Read Unmarked Online

Authors: Kami Garcia

Tags: #Young Adult, #Fantasy, #Horror, #Romance, #Juvenile Fiction / Action & Adventure / General, #Juvenile Fiction / Paranormal, #Juvenile Fiction / Love & Romance

Unmarked (24 page)

Lukas dragged me down the dark tunnel. “You can’t let him get in your head. It’s just another one of his lies.”

What if it wasn’t? What if my soul was the one marked by a demon? I had stared out the window at the little girl, too.

He’ll always be able to find you.…

I had assembled the Shift and released Andras, and now he’d left his demonic fingerprint on my soul? Maybe this was my punishment. House arrest at the hands of one of hell’s soldiers. A soldier who was slowly killing the boy I—

Love.

I felt it every time I looked at Jared, every time he touched me.

I’m in love with him.

At the top of the stairs, the fluorescent glare against the steel walls made me dizzy. I reached for the closest wall to steady myself, but it was too far away. Or I was.

Lukas caught me as my knees buckled, and wrapped his arm around me. “It’s gonna be okay.”

“You’re wrong. It’s my fault Andras found us in Boston. My fault Jared’s possessed.” I could barely choke out the words. “I’m the one he marked.”

How many times had I prayed to be marked as a Legion member?

“I wish it were me. Jared doesn’t deserve this,” I said.

Lukas took a shaky breath. “None of us do.”

I wiped my face, and Lukas loosened his grip, his arms still around me. “There’s something I need to tell you,” he said.

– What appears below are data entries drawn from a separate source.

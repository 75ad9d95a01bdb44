//! uswds CSS - Selector engine
//!
//! Parses selector lists once into a matchable form and runs them
//! against a `DomTree`.

mod parser;
mod query;
mod selectors;

pub use query::ElementQuery;
pub use selectors::{
    AttributeMatcher, AttributeSelector, Combinator, ComplexSelector, CompoundSelector,
    NthExpression, PseudoClass, SelectorComponent, SelectorList,
};

/// Selector parse error
#[derive(Debug, Clone, PartialEq, Eq, thiserror::Error)]
pub enum SelectorError {
    #[error("Empty selector")]
    Empty,

    #[error("Unexpected '{found}' at offset {offset} in `{selector}`")]
    Unexpected {
        selector: String,
        found: char,
        offset: usize,
    },

    #[error("Unexpected end of selector `{selector}`")]
    UnexpectedEnd { selector: String },

    #[error("Unsupported pseudo-class or pseudo-element: {0}")]
    UnsupportedPseudo(String),

    #[error("Invalid :nth-* argument `{0}`")]
    InvalidNth(String),
}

“Hey, I’ve been looking for you—” Elle said from behind me.

Lukas dropped his arms and took an awkward step away from me.

“We were talking about Jared,” I said, wiping my nose on my sleeve.

“Whatever,” she snapped. I recognized the anger in her voice, but I wasn’t prepared for the expression on her face. My best friend looked like she wanted to kill me. “I didn’t mean to interrupt.”

“It’s not like that.” Lukas skirted his way around me like I had the plague.

Elle took off down the hall in a flash of red hair and black leather.

I leaned against the cold metal behind me and slid to
the floor. I wanted to scream and pound on the walls and cry—do anything to avoid feeling the way I did right now.

Broken, battered, and beaten.

This was a war we couldn’t win. Or one we’d already lost.

H
ours later, I stood outside the mech room, working up the courage to face Priest. Dimitri and Alara had persuaded him to stay for now, but I hadn’t seen him since he’d threatened to leave.

Priest didn’t hear me when I stepped inside. He was wearing his headphones, nodding in time with the music, his attention focused on a long silver pipe in front of him. On any other day, standing behind a lab table surrounded by scrap metal and power tools would’ve cheered him up. But as he searched the wall of hammers, screwdrivers, and drills behind him, the frown never left his face.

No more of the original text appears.